Two tempting extremes, both wrong

Word-level. Make each whole word a token. Clean and intuitive — until you meet the real world. Human language has a heavy tail: there are hundreds of thousands of words, names, typos, and compounds, so the vocabulary balloons. Worse, any word you didn't see at training time — "antidisestablishmentarianism", a new product name, a misspelling — has no index at all. It becomes the dreaded out-of-vocabulary token \langle\text{UNK}\rangle, and its meaning is simply lost.

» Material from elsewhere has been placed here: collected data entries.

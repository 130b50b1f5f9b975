/*!
 * Process Module
 * Processes, their compute contract, and the PCB state machine
 */

pub mod compute;
pub mod pcb;
pub mod state;
pub mod types;
pub mod work;

pub use compute::{Completion, Compute, ComputeToken, SimulatedWork};
pub use pcb::ProcessControlBlock;
pub use state::{ProcessState, Transition};
pub use types::{PcbMeta, PcbNotice, PcbSnapshot, StateChange};
pub use work::{Process, ProcessBuilder};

Character-level. Swing the other way: make each character a token. Now the vocabulary is tiny (a few hundred symbols) and nothing is ever out-of-vocabulary — every string is spellable. But the price is brutal length: a five-word sentence becomes thirty-plus tokens, and since attention costs grow with sequence length, you have made every sentence far more expensive to process while forcing the model to relearn that c-a-t spells a familiar idea.

Subword. The sweet spot keeps the best of both: frequent words stay whole (so sequences stay short and common meanings are one token), while rare words split into reusable pieces (so nothing is ever truly out-of-vocabulary). "tokenization" might become token + ization; an unseen word still decomposes into known fragments. This is what every modern transformer actually uses — under names like BPE, WordPiece, and SentencePiece.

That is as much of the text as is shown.